I would add a couple of other terms that I will offer and define - one is "accessibility effectiveness index" and the other is "referral results tracer map." For the "AEI," I have to give a nod to Gallup and Healthways, who publish access indices that reference not only health care but essentials like clean water. My accessibility effectiveness index addresses a couple of simple questions: First, can your beneficiaries get an appointment with a specialist in a timely fashion? Second, does the specialist coordinate care in any meaningful (effective) way with the primary care provider? If you do not know the answers, there is something missing in your on-site programming.
As to the issue of the RRTM (referral results tracer mapping), the concept is simply one of knowing how your PCPs (primary care providers) are moving your patients along a path from initial diagnosis to final treatment. Of course, this includes hospital care and rehabilitation. Most employers and HR people will answer that our TPA or the insurance company that is managing the network for the beneficiaries has some sort of a list, or a booklet, or a Web site. This means no one is keeping track, and there is no real management of the employee population beyond the primary care event. Do you have any sense of where the admissions in your beneficiary population will end up? Is there any tracking of care from the primary care event, or patient-initiated access, to results?

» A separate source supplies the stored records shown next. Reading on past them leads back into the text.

//! Lexer configuration.

/// What to do when a tag is followed by a second attribute group,
/// as in `div(a="1")(b="2")`.
#[derive(Debug, Clone, Copy, PartialEq, Eq, Default)]
pub enum DuplicateAttributes {
    /// Fail with [`LexErrorKind::DuplicateAttributes`](crate::LexErrorKind::DuplicateAttributes).
    #[default]
    Reject,
    /// Keep only the last group.
    Replace,
}

/// Default for [`LexerOptions::max_depth`].
pub const DEFAULT_MAX_DEPTH: usize = 256;

/// Options for [`Lexer`](crate::Lexer).
#[derive(Debug, Clone)]
pub struct LexerOptions {
    /// Policy for repeated attribute groups (default: reject)
    pub duplicate_attributes: DuplicateAttributes,
    /// Maximum number of `[` groups open at once (default: 256)
    pub max_depth: usize,
}

impl Default for LexerOptions {
    fn default() -> Self {
        Self {
            duplicate_attributes: DuplicateAttributes::default(),
            max_depth: DEFAULT_MAX_DEPTH,
        }
    }
}

impl LexerOptions {
    /// Create new default options.
    pub fn new() -> Self {
        Self::default()
    }

    /// Set the policy for repeated attribute groups.
    pub fn duplicate_attributes(mut self, policy: DuplicateAttributes) -> Self {
        self.duplicate_attributes = policy;
        self
    }

    /// Set the maximum children nesting depth.
    pub fn max_depth(mut self, depth: usize) -> Self {
        self.max_depth = depth;
        self
    }
}
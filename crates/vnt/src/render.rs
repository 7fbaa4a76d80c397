//! The capability the compiler renders into.

/// Creates and links output nodes.
///
/// The compiler only ever creates a node, sets its attributes, fills in its
/// children and then hands it to its parent: a node is never touched again
/// once it has been appended.
pub trait RenderTarget {
    /// Handle to a created node.
    type Node;

    /// Create an element named `tag`.
    fn create_element(&mut self, tag: &str) -> Self::Node;

    /// Create a text node.
    fn create_text(&mut self, text: &str) -> Self::Node;

    /// Set an attribute on an element created by this target.
    fn set_attribute(&mut self, node: &Self::Node, key: &str, value: &str);

    /// Append `child` as the last child of `parent`.
    fn append_child(&mut self, parent: &Self::Node, child: Self::Node);
}

impl<R: RenderTarget + ?Sized> RenderTarget for &mut R {
    type Node = R::Node;

    fn create_element(&mut self, tag: &str) -> Self::Node {
        (**self).create_element(tag)
    }

    fn create_text(&mut self, text: &str) -> Self::Node {
        (**self).create_text(text)
    }

    fn set_attribute(&mut self, node: &Self::Node, key: &str, value: &str) {
        (**self).set_attribute(node, key, value)
    }

    fn append_child(&mut self, parent: &Self::Node, child: Self::Node) {
        (**self).append_child(parent, child)
    }
}
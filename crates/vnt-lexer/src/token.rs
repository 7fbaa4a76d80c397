//! Token types produced by the lexer.

use crate::Span;

/// Index of a token in the flat lexer output.
///
/// This is how a token refers back to the tag it was nested under. It is a
/// reference into the sequence, never an owner of the parent.
#[derive(Debug, Clone, Copy, PartialEq, Eq, Hash, PartialOrd, Ord)]
pub struct TokenId(u32);

impl TokenId {
    /// Create an id for the token at `index` in the lexer output.
    #[inline]
    pub fn new(index: usize) -> Self {
        Self(index as u32)
    }

    /// Position of the token in the lexer output.
    #[inline]
    pub fn index(self) -> usize {
        self.0 as usize
    }
}

/// The kind of a token.
#[derive(Debug, Clone, Copy, PartialEq, Eq, Hash)]
pub enum TokenKind {
    /// An element name: `div`, `my-widget`
    Tag,
    /// A quoted text leaf: `"hello"`
    Text,
    /// An attribute group: `(id="main", class="wide")`
    Attributes,
}

impl std::fmt::Display for TokenKind {
    fn fmt(&self, f: &mut std::fmt::Formatter<'_>) -> std::fmt::Result {
        f.write_str(match self {
            TokenKind::Tag => "tag",
            TokenKind::Text => "text",
            TokenKind::Attributes => "attributes",
        })
    }
}

/// Whether a token was lexed inside an open children bracket.
#[derive(Debug, Clone, Copy, PartialEq, Eq, Hash, Default)]
pub enum ContextKind {
    /// Top level.
    #[default]
    None,
    /// Inside `[...]`.
    InChildren,
}

/// Bookkeeping shared by every token.
#[derive(Debug, Clone, PartialEq, Eq)]
pub struct TokenMeta {
    /// Span of the defining content, without quotes or parentheses.
    pub span: Span,
    /// 1-based line number at the point the token was completed.
    pub line: u32,
    /// Bracket context the token was lexed in.
    pub context: ContextKind,
    /// The tag that was open on the relations stack, if any.
    pub parent: Option<TokenId>,
}

/// A token in the flat lexer output.
///
/// Attribute groups never appear here on their own: the lexer attaches them
/// to the tag they follow (see [`TagToken::attrs`]).
#[derive(Debug, Clone, PartialEq, Eq)]
pub enum Token {
    /// An element.
    Tag(TagToken),
    /// A text leaf.
    Text(TextToken),
}

/// An element token.
#[derive(Debug, Clone, PartialEq, Eq)]
pub struct TagToken {
    /// The tag name.
    pub name: String,
    /// Attribute group written directly after the tag.
    pub attrs: Option<AttributesToken>,
    /// Child tokens, in source order. Empty until the tree is built.
    pub children: Vec<Token>,
    pub meta: TokenMeta,
}

/// A text token with escapes already decoded.
#[derive(Debug, Clone, PartialEq, Eq)]
pub struct TextToken {
    pub text: String,
    pub meta: TokenMeta,
}

/// An attribute group `( key="value" ... )`.
#[derive(Debug, Clone, PartialEq, Eq)]
pub struct AttributesToken {
    pub attributes: Attributes,
    pub meta: TokenMeta,
}

impl AttributesToken {
    #[inline]
    pub fn kind(&self) -> TokenKind {
        TokenKind::Attributes
    }
}

impl Token {
    /// The kind of this token.
    pub fn kind(&self) -> TokenKind {
        match self {
            Token::Tag(_) => TokenKind::Tag,
            Token::Text(_) => TokenKind::Text,
        }
    }

    pub fn meta(&self) -> &TokenMeta {
        match self {
            Token::Tag(tag) => &tag.meta,
            Token::Text(text) => &text.meta,
        }
    }

    #[inline]
    pub fn span(&self) -> Span {
        self.meta().span
    }

    #[inline]
    pub fn line(&self) -> u32 {
        self.meta().line
    }

    #[inline]
    pub fn parent(&self) -> Option<TokenId> {
        self.meta().parent
    }

    #[inline]
    pub fn context(&self) -> ContextKind {
        self.meta().context
    }

    pub fn as_tag(&self) -> Option<&TagToken> {
        match self {
            Token::Tag(tag) => Some(tag),
            Token::Text(_) => None,
        }
    }

    pub fn as_tag_mut(&mut self) -> Option<&mut TagToken> {
        match self {
            Token::Tag(tag) => Some(tag),
            Token::Text(_) => None,
        }
    }

    pub fn as_text(&self) -> Option<&str> {
        match self {
            Token::Text(text) => Some(&text.text),
            Token::Tag(_) => None,
        }
    }

    /// Child tokens; always empty for text.
    pub fn children(&self) -> &[Token] {
        match self {
            Token::Tag(tag) => &tag.children,
            Token::Text(_) => &[],
        }
    }
}

/// Ordered attribute map.
///
/// Keys keep the position of their first insertion; inserting an existing
/// key replaces its value in place.
#[derive(Debug, Clone, PartialEq, Eq, Default)]
pub struct Attributes {
    entries: Vec<(String, String)>,
}

impl Attributes {
    pub fn new() -> Self {
        Self::default()
    }

    /// Insert a pair, returning the previous value for `key`.
    pub fn insert(&mut self, key: impl Into<String>, value: impl Into<String>) -> Option<String> {
        let key = key.into();
        let value = value.into();
        match self.entries.iter_mut().find(|(k, _)| *k == key) {
            Some((_, existing)) => Some(std::mem::replace(existing, value)),
            None => {
                self.entries.push((key, value));
                None
            }
        }
    }

    pub fn get(&self, key: &str) -> Option<&str> {
        self.entries
            .iter()
            .find(|(k, _)| k == key)
            .map(|(_, v)| v.as_str())
    }

    pub fn len(&self) -> usize {
        self.entries.len()
    }

    pub fn is_empty(&self) -> bool {
        self.entries.is_empty()
    }

    /// Iterate pairs in insertion order.
    pub fn iter(&self) -> impl Iterator<Item = (&str, &str)> {
        self.entries.iter().map(|(k, v)| (k.as_str(), v.as_str()))
    }
}

impl<K: Into<String>, V: Into<String>> FromIterator<(K, V)> for Attributes {
    fn from_iter<I: IntoIterator<Item = (K, V)>>(iter: I) -> Self {
        let mut attributes = Attributes::new();
        for (key, value) in iter {
            attributes.insert(key, value);
        }
        attributes
    }
}

impl IntoIterator for Attributes {
    type Item = (String, String);
    type IntoIter = std::vec::IntoIter<(String, String)>;

    fn into_iter(self) -> Self::IntoIter {
        self.entries.into_iter()
    }
}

If your firm has developed an on-site clinic, it has spent a lot of time and money on the physical facility, as well as the choice and installation of the staff and infrastructure (whether it was done on your own or through a vendor). If there is not any medical management to go along with the workplace intersection of patients and providers, the program is not going to achieve the results that the employer and the beneficiary population deserve.
MFN pricing and AWP stipulations are designed to frustrate firms and health care managers who want to use AEI and RRTM since they do not foster precision in planned patient steerage. Now, to the last acronym - the ACO. These are organizations that are supposed to move patients in a coordinated and efficient fashion from event-to-event with guaranteed results and pricing. Self-funded employers should begin the hunt for an ACO that can complement their own employee populations and their needs.
All this is way beyond figuring out if the clinic should be open to cover the second shift and whether you use PAs or NPs. This is where the truly successful programs are headed to continue to achieve results.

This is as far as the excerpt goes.